Fair Amarillis drives her flocks,
All night safe-folded from the fox,
To flow'ry downs, where Colin stays,
To court her with his roundelays.
The traveller now leaves his inn
A new day's journey to begin,
As he would post it with the day,
And early rising makes good way.
The slick-fac'd school-boy satchel takes,
And with slow pace small riddance makes;
For why, the haste we make, you know
To Knowledge and to Virtue's slow.
The fore-horse jingles on the road,
The wagoner lugs on his load,
The field with busy people snies,
And city rings with various cries.
The World is now a busy swarm,
All doing good, or doing harm;
But let's take heed our acts be true,
For Heaven's eye sees all we do.
None can that piercing sight evade,
It penetrates the darkest shade,
And sin, though it could 'scape the eye,
Would be discover'd by the cry.

The Night Quatrains

THE Sun is set, and gone to sleep
With the fair princess of the deep,
Whose bosom is his cool retreat,
When fainting with his proper heat;
His steeds their flaming nostrils cool
In spume of the cerulean pool;
Whilst the wheels dip their hissing naves
[hubs]
Deep in Columbus's western waves.
From whence great rolls of smoke arise
To overshade the beauteous skies,
Who bid the World's bright eye adieu
In gelid tears of falling dew.
And now from the Iberian vales
Night's sable steeds her chariot hales,
Where double cypress curtains screen
The gloomy melancholic queen.
These, as they higher mount the sky,
Ravish all colour from the ey,
And leave it but an useless glass
, [mirror]
Which few or no reflections grace.
The crystal arch o'er Pinduss crown
Is on a sudden dusky grown,
And all's with fun'ral black o'erspread,
As if the Day, which sleeps, were dead.
No ray of Light the heart to cheer,
But little twinkling stars appear,
Which like faint dying embers lie,
Fit not to work nor travel by.
Perhaps to him they torches are,
Who guide Night's sov'reign's drowsy car,
And him they may befriend so near,
But us they neither light nor cheer.
Or else those little sparks of Light
Are nails that tire the wheels of Night,
Which to new stations still are brought
As they roll o'er the gloomy vault,
Or nails that arm the horse's hoof
Which trampling o'er the marble roof
And striking fire in the air,
We mortals call a shooting star.
That's all the Light we now receive,
Unless what belching Vulcans give,
And those yield such a kind of Light
As adds more horror to the Night.
Nyctimine now freed from Day,
From sullen bush flies out to prey,
And does with ferret note proclaim
Th'arrival of th'usurping Dame.
The rail now cracks in fields and meads,
Toads now forsake the nettle-beds,
The tim'rous hare goes to relief,
And wary men bolt out the thief.
The fire's new rak'd, and hearth swept clean
By Madge, the dirty kitchen quean*, [servant]

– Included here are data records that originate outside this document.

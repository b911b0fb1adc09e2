//! Async host for cast-reveal sessions: pool loading and subject selection.

use std::sync::Arc;

use chrono::Utc;
use tracing::{debug, info, instrument, warn};

use super::selection::SubjectPicker;
use super::state::{CastAction, CastOutcome, CastRevealState, Forfeit};
use crate::provider::{Candidate, ContentProvider, Movie};
use crate::round::RoundResult;
use crate::session::SessionHost;
use crate::{EngineError, GameConfig};

/// Runs cast-reveal rounds over a provider's candidate pool.
///
/// Operations take `&mut self`, so a second call cannot start while one
/// is still awaiting the provider.
pub struct CastRevealEngine {
    provider: Arc<dyn ContentProvider>,
    config: GameConfig,
    picker: SubjectPicker,
    host: SessionHost<CastRevealState>,
}

impl CastRevealEngine {
    /// Creates an engine in the loading phase.
    #[instrument(skip(provider), fields(mode = %config.mode()))]
    pub fn new(provider: Arc<dyn ContentProvider>, config: GameConfig) -> Self {
        info!("Creating cast-reveal engine");
        let picker = SubjectPicker::new(*config.min_cast_with_photos(), *config.seed());
        let host = SessionHost::new(Self::initial_state(&config));
        Self {
            provider,
            config,
            picker,
            host,
        }
    }

    fn initial_state(config: &GameConfig) -> CastRevealState {
        CastRevealState::new(
            *config.reveal_budget(),
            *config.history_limit(),
            *config.mode(),
            config.language().clone(),
        )
    }

    /// Current snapshot.
    pub fn state(&self) -> &CastRevealState {
        self.host.state()
    }

    /// Registers a snapshot listener.
    pub fn subscribe(&mut self, listener: impl FnMut(&CastRevealState) + Send + 'static) {
        self.host.subscribe(listener);
    }

    /// Registers a round-completion listener.
    pub fn on_round_complete(&mut self, listener: impl FnMut(&RoundResult) + Send + 'static) {
        self.host.on_round_complete(listener);
    }

    /// Fetches the candidate pool and refills the working pool from it.
    ///
    /// Failures are published on the snapshot and returned; the engine stays
    /// in the loading phase.
    #[instrument(skip(self), fields(mode = %self.config.mode()))]
    pub async fn load_pool(&mut self) -> Result<usize, EngineError> {
        let mode = *self.config.mode();
        let language = self.config.language().clone();

        let pool = match self.provider.pool_for_mode(mode, &language).await {
            Ok(pool) => pool,
            Err(e) => {
                warn!(error = %e, "Pool fetch failed");
                return Err(self.fail(EngineError::from(e)));
            }
        };

        if pool.is_empty() {
            warn!("Provider returned an empty pool");
            return Err(self.fail(EngineError::EmptyPool { mode, language }));
        }

        self.picker.refill(pool);
        info!(eligible = self.picker.remaining(), "Pool loaded");
        Ok(self.picker.remaining())
    }

    /// Loads the pool and starts the first round.
    ///
    /// A round already in flight is left alone and the pool is not touched.
    #[instrument(skip(self))]
    pub async fn start(&mut self) -> Result<CastOutcome, EngineError> {
        if self.state().is_in_round() {
            debug!("Start ignored while a round is in flight");
            return Ok(CastOutcome::RoundInProgress);
        }
        self.load_pool().await?;
        self.next_round().await
    }

    /// Selects a new subject and starts a round with one clue showing.
    #[instrument(skip(self))]
    pub async fn next_round(&mut self) -> Result<CastOutcome, EngineError> {
        if self.state().is_in_round() {
            return Ok(CastOutcome::RoundInProgress);
        }
        let subject = self.select_subject().await?;
        Ok(self.host.dispatch(CastAction::StartRound { subject }))
    }

    /// Same as [`CastRevealEngine::next_round`], after a give-up.
    #[instrument(skip(self))]
    pub async fn play_again(&mut self) -> Result<CastOutcome, EngineError> {
        self.next_round().await
    }

    /// Evaluates a guess against the current subject.
    #[instrument(skip(self, candidate), fields(guess_id = *candidate.id()))]
    pub fn take_guess(&mut self, candidate: Candidate) -> CastOutcome {
        self.host.dispatch(CastAction::Guess {
            candidate,
            at: Utc::now(),
        })
    }

    /// Reveals one more cast member without guessing.
    #[instrument(skip(self))]
    pub fn reveal_next_cast(&mut self) -> CastOutcome {
        self.host.dispatch(CastAction::RevealNext)
    }

    /// Records the round as lost and waits for [`CastRevealEngine::play_again`].
    #[instrument(skip(self))]
    pub fn give_up(&mut self) -> CastOutcome {
        self.host.dispatch(CastAction::Forfeit {
            reason: Forfeit::GiveUp,
            at: Utc::now(),
        })
    }

    /// Records the round as lost and moves straight to the next subject.
    #[instrument(skip(self))]
    pub async fn skip_subject(&mut self) -> Result<CastOutcome, EngineError> {
        let outcome = self.host.dispatch(CastAction::Forfeit {
            reason: Forfeit::Skip,
            at: Utc::now(),
        });
        debug!(?outcome, "Skipped subject");
        self.next_round().await
    }

    /// Drops the session and starts over in the loading phase.
    #[instrument(skip(self))]
    pub fn reset(&mut self) {
        info!("Resetting cast-reveal session");
        self.picker.clear();
        self.host.replace(Self::initial_state(&self.config));
    }

    /// Searches the provider for guess candidates.
    #[instrument(skip(self))]
    pub async fn search(&self, query: &str) -> Result<Vec<Candidate>, EngineError> {
        Ok(self
            .provider
            .search_subjects(query, self.config.language())
            .await?)
    }

    /// Draws candidates until one has enough cast photos.
    ///
    /// At most `max_selection_attempts` candidates are examined before the
    /// pool is refilled from the provider; one pass follows the refill.
    #[instrument(skip(self))]
    async fn select_subject(&mut self) -> Result<Movie, EngineError> {
        let max_attempts = *self.config.max_selection_attempts();
        let language = self.config.language().clone();
        let mut examined = 0;

        for pass in 0..2 {
            if pass > 0 || self.picker.remaining() == 0 {
                self.load_pool().await?;
            }

            for _ in 0..max_attempts {
                let Some(candidate) = self.picker.draw() else {
                    break;
                };
                examined += 1;
                let movie_id = *candidate.id();

                let cast = match self.provider.credits(movie_id, &language).await {
                    Ok(cast) => cast,
                    Err(e) => {
                        warn!(movie_id, error = %e, "Credits fetch failed");
                        return Err(self.fail(EngineError::from(e)));
                    }
                };

                if let Some(subject) = self.picker.qualify(candidate, cast) {
                    self.picker.mark_used(movie_id);
                    info!(movie_id, examined, "Subject selected");
                    return Ok(subject);
                }
                debug!(movie_id, "Discarded unqualified candidate");
            }
            debug!(pass, examined, "Selection pass exhausted");
        }

        warn!(examined, "No qualified subject found");
        Err(self.fail(EngineError::NoSubjectQualified { attempts: examined }))
    }

    fn fail(&mut self, error: EngineError) -> EngineError {
        self.host.dispatch(CastAction::PoolFailed {
            message: error.to_string(),
        });
        error
    }
}

impl std::fmt::Debug for CastRevealEngine {
    fn fmt(&self, f: &mut std::fmt::Formatter<'_>) -> std::fmt::Result {
        f.debug_struct("CastRevealEngine")
            .field("config", &self.config)
            .field("picker", &self.picker)
            .field("host", &self.host)
            .finish()
    }
}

The safe is lock'd, the mouse-trap set,
The leaven laid, and bucking wet.
Now in false floors and roofs above,
The lustful cats make ill-tun'd love,
The ban-dog on the dunghill lies,
And watchful nurse sings lullabies.
Philomel chants it whilst she bleeds,
The bittern booms it in the reeds,
And Reynard ent'ring the back yard,
The Capitolian cry is heard.
The Goblin now the fool alarms,
Hags meet to mumble o'er their charms;
The Night Mare rides the dreaming ass,
And Fairies trip it on the grass.
The drunkard now supinely snores,
His load of ale sweats through his pores,
Yet when he wakes the swine shall find
A cropala remains behind.
The sober now and chaste are blest
With sweet, and with refreshing rest,
And to sound sleeps they've best pretence,
Have greatest share of Innocence.
We should so live then that we may
Fearless put off our clots and clay,
And travel through Death's shades to Light,
For every Day must have its Night.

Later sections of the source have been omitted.